*Task prompt*
Nothing but an exact copy of the listing should be given.

*Source material*
* * * *

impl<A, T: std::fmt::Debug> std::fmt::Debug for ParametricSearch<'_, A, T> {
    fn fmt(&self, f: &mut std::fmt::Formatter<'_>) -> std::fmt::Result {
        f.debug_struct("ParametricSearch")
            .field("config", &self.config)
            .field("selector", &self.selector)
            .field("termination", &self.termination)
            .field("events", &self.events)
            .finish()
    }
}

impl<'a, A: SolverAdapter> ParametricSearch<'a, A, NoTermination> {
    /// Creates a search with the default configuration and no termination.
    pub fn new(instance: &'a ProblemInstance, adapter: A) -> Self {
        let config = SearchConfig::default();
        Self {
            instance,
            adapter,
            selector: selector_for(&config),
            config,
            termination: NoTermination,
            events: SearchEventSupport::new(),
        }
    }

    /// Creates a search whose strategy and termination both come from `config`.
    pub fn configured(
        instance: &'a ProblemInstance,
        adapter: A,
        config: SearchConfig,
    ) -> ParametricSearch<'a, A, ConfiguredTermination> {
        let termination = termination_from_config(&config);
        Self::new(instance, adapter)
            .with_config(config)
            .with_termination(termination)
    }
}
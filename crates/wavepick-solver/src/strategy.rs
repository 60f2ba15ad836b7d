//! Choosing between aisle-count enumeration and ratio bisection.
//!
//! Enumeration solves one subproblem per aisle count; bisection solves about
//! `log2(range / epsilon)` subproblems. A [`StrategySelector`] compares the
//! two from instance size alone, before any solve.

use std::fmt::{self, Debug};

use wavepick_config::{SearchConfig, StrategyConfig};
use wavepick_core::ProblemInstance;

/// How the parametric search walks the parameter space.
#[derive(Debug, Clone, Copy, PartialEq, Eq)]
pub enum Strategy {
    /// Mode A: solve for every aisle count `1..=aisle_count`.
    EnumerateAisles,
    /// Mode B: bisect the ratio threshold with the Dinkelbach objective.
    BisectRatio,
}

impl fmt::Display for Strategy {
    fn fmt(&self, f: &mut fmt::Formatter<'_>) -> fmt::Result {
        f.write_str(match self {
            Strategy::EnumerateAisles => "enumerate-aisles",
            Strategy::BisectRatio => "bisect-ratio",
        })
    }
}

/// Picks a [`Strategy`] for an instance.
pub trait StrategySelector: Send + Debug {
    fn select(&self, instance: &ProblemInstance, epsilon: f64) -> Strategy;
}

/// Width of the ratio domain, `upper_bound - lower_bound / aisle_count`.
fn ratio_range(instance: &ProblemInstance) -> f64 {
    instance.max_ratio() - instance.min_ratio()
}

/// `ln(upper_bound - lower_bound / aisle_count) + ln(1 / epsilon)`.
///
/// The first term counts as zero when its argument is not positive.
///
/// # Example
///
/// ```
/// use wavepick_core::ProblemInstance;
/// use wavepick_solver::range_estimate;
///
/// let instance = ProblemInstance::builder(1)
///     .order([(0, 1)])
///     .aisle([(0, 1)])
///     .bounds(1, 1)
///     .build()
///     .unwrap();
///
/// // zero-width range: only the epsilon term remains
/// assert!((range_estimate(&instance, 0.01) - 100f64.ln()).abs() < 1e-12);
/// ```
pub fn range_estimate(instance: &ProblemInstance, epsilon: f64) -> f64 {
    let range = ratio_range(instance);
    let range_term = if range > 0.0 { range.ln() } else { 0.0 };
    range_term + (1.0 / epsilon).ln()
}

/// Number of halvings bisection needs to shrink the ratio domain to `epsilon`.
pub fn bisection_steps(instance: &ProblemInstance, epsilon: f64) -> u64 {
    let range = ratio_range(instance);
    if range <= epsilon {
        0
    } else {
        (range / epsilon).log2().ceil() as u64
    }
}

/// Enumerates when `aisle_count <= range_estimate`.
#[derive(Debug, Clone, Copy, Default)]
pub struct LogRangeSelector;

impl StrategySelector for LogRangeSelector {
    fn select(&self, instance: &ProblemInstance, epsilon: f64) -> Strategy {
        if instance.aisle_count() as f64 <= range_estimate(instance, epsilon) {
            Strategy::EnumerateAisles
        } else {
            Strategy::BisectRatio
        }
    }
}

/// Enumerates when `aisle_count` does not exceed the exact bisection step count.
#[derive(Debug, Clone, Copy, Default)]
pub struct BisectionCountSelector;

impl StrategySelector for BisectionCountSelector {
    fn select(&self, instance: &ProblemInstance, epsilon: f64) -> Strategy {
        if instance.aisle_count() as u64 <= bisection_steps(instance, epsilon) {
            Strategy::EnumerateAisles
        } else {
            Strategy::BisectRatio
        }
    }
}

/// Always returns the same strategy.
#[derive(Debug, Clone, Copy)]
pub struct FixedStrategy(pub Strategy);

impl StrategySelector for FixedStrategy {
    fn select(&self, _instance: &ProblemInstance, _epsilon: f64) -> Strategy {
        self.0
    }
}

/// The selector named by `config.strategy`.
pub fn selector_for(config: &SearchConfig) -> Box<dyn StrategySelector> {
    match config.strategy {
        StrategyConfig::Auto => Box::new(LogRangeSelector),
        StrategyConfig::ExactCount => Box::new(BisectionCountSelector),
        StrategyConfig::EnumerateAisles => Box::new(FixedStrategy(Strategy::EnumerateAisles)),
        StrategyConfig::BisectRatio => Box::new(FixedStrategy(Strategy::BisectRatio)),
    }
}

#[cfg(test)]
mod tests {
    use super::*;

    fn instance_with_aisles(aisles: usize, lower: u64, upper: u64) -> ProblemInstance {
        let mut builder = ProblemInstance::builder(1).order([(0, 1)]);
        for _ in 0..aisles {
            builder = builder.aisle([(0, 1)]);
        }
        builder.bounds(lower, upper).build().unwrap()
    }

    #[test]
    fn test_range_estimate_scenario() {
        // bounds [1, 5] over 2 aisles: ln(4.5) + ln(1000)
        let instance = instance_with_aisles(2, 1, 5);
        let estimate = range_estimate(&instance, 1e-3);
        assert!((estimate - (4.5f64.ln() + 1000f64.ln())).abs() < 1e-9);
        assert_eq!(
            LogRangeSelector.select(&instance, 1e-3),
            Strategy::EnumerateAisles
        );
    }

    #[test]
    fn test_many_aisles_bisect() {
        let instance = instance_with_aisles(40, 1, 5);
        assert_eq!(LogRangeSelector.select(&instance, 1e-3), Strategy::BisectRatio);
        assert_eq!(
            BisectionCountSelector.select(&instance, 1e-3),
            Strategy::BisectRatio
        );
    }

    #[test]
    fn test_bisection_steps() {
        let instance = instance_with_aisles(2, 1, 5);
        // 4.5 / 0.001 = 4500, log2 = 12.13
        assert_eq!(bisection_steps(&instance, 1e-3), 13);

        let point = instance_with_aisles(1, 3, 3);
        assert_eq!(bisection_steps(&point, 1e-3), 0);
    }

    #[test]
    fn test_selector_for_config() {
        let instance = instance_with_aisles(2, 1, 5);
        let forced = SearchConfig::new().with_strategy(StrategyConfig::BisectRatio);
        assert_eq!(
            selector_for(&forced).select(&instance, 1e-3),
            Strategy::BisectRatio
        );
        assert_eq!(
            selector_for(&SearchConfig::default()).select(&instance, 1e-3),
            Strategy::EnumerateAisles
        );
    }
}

* * * *

*Solution below*
impl<A, T: std::fmt::Debug> std::fmt::Debug for ParametricSearch<'_, A, T> {
    fn fmt(&self, f: &mut std::fmt::Formatter<'_>) -> std::fmt::Result {
        f.debug_struct("ParametricSearch")
            .field("config", &self.config)
            .field("selector", &self.selector)
            .field("termination", &self.termination)
            .field("events", &self.events)
            .finish()
    }
}

impl<'a, A: SolverAdapter> ParametricSearch<'a, A, NoTermination> {
    /// Creates a search with the default configuration and no termination.
    pub fn new(instance: &'a ProblemInstance, adapter: A) -> Self {
        let config = SearchConfig::default();
        Self {
            instance,
            adapter,
            selector: selector_for(&config),
            config,
            termination: NoTermination,
            events: SearchEventSupport::new(),
        }
    }

    /// Creates a search whose strategy and termination both come from `config`.
    pub fn configured(
        instance: &'a ProblemInstance,
        adapter: A,
        config: SearchConfig,
    ) -> ParametricSearch<'a, A, ConfiguredTermination> {
        let termination = termination_from_config(&config);
        Self::new(instance, adapter)
            .with_config(config)
            .with_termination(termination)
    }
}
filename crates/wavepick-solver/src/strategy.rs
repository 60f2ba15ad836b7d
//! Choosing between aisle-count enumeration and ratio bisection.
//!
//! Enumeration solves one subproblem per aisle count; bisection solves about
//! `log2(range / epsilon)` subproblems. A [`StrategySelector`] compares the
//! two from instance size alone, before any solve.

use std::fmt::{self, Debug};

use wavepick_config::{SearchConfig, StrategyConfig};
use wavepick_core::ProblemInstance;

/// How the parametric search walks the parameter space.
#[derive(Debug, Clone, Copy, PartialEq, Eq)]
pub enum Strategy {
    /// Mode A: solve for every aisle count `1..=aisle_count`.
    EnumerateAisles,
    /// Mode B: bisect the ratio threshold with the Dinkelbach objective.
    BisectRatio,
}

impl fmt::Display for Strategy {
    fn fmt(&self, f: &mut fmt::Formatter<'_>) -> fmt::Result {
        f.write_str(match self {
            Strategy::EnumerateAisles => "enumerate-aisles",
            Strategy::BisectRatio => "bisect-ratio",
        })
    }
}

/// Picks a [`Strategy`] for an instance.
pub trait StrategySelector: Send + Debug {
    fn select(&self, instance: &ProblemInstance, epsilon: f64) -> Strategy;
}

/// Width of the ratio domain, `upper_bound - lower_bound / aisle_count`.
fn ratio_range(instance: &ProblemInstance) -> f64 {
    instance.max_ratio() - instance.min_ratio()
}

/// `ln(upper_bound - lower_bound / aisle_count) + ln(1 / epsilon)`.
///
/// The first term counts as zero when its argument is not positive.
///
/// # Example
///
/// ```
/// use wavepick_core::ProblemInstance;
/// use wavepick_solver::range_estimate;
///
/// let instance = ProblemInstance::builder(1)
///     .order([(0, 1)])
///     .aisle([(0, 1)])
///     .bounds(1, 1)
///     .build()
///     .unwrap();
///
/// // zero-width range: only the epsilon term remains
/// assert!((range_estimate(&instance, 0.01) - 100f64.ln()).abs() < 1e-12);
/// ```
pub fn range_estimate(instance: &ProblemInstance, epsilon: f64) -> f64 {
    let range = ratio_range(instance);
    let range_term = if range > 0.0 { range.ln() } else { 0.0 };
    range_term + (1.0 / epsilon).ln()
}

/// Number of halvings bisection needs to shrink the ratio domain to `epsilon`.
pub fn bisection_steps(instance: &ProblemInstance, epsilon: f64) -> u64 {
    let range = ratio_range(instance);
    if range <= epsilon {
        0
    } else {
        (range / epsilon).log2().ceil() as u64
    }
}

/// Enumerates when `aisle_count <= range_estimate`.
#[derive(Debug, Clone, Copy, Default)]
pub struct LogRangeSelector;

impl StrategySelector for LogRangeSelector {
    fn select(&self, instance: &ProblemInstance, epsilon: f64) -> Strategy {
        if instance.aisle_count() as f64 <= range_estimate(instance, epsilon) {
            Strategy::EnumerateAisles
        } else {
            Strategy::BisectRatio
        }
    }
}

/// Enumerates when `aisle_count` does not exceed the exact bisection step count.
#[derive(Debug, Clone, Copy, Default)]
pub struct BisectionCountSelector;

impl StrategySelector for BisectionCountSelector {
    fn select(&self, instance: &ProblemInstance, epsilon: f64) -> Strategy {
        if instance.aisle_count() as u64 <= bisection_steps(instance, epsilon) {
            Strategy::EnumerateAisles
        } else {
            Strategy::BisectRatio
        }
    }
}

/// Always returns the same strategy.
#[derive(Debug, Clone, Copy)]
pub struct FixedStrategy(pub Strategy);

impl StrategySelector for FixedStrategy {
    fn select(&self, _instance: &ProblemInstance, _epsilon: f64) -> Strategy {
        self.0
    }
}

/// The selector named by `config.strategy`.
pub fn selector_for(config: &SearchConfig) -> Box<dyn StrategySelector> {
    match config.strategy {
        StrategyConfig::Auto => Box::new(LogRangeSelector),
        StrategyConfig::ExactCount => Box::new(BisectionCountSelector),
        StrategyConfig::EnumerateAisles => Box::new(FixedStrategy(Strategy::EnumerateAisles)),
        StrategyConfig::BisectRatio => Box::new(FixedStrategy(Strategy::BisectRatio)),
    }
}

#[cfg(test)]
mod tests {
    use super::*;

    fn instance_with_aisles(aisles: usize, lower: u64, upper: u64) -> ProblemInstance {
        let mut builder = ProblemInstance::builder(1).order([(0, 1)]);
        for _ in 0..aisles {
            builder = builder.aisle([(0, 1)]);
        }
        builder.bounds(lower, upper).build().unwrap()
    }

    #[test]
    fn test_range_estimate_scenario() {
        // bounds [1, 5] over 2 aisles: ln(4.5) + ln(1000)
        let instance = instance_with_aisles(2, 1, 5);
        let estimate = range_estimate(&instance, 1e-3);
        assert!((estimate - (4.5f64.ln() + 1000f64.ln())).abs() < 1e-9);
        assert_eq!(
            LogRangeSelector.select(&instance, 1e-3),
            Strategy::EnumerateAisles
        );
    }

    #[test]
    fn test_many_aisles_bisect() {
        let instance = instance_with_aisles(40, 1, 5);
        assert_eq!(LogRangeSelector.select(&instance, 1e-3), Strategy::BisectRatio);
        assert_eq!(
            BisectionCountSelector.select(&instance, 1e-3),
            Strategy::BisectRatio
        );
    }

    #[test]
    fn test_bisection_steps() {
        let instance = instance_with_aisles(2, 1, 5);
        // 4.5 / 0.001 = 4500, log2 = 12.13
        assert_eq!(bisection_steps(&instance, 1e-3), 13);

        let point = instance_with_aisles(1, 3, 3);
        assert_eq!(bisection_steps(&point, 1e-3), 0);
    }

    #[test]
    fn test_selector_for_config() {
        let instance = instance_with_aisles(2, 1, 5);
        let forced = SearchConfig::new().with_strategy(StrategyConfig::BisectRatio);
        assert_eq!(
            selector_for(&forced).select(&instance, 1e-3),
            Strategy::BisectRatio
        );
        assert_eq!(
            selector_for(&SearchConfig::default()).select(&instance, 1e-3),
            Strategy::EnumerateAisles
        );
    }
}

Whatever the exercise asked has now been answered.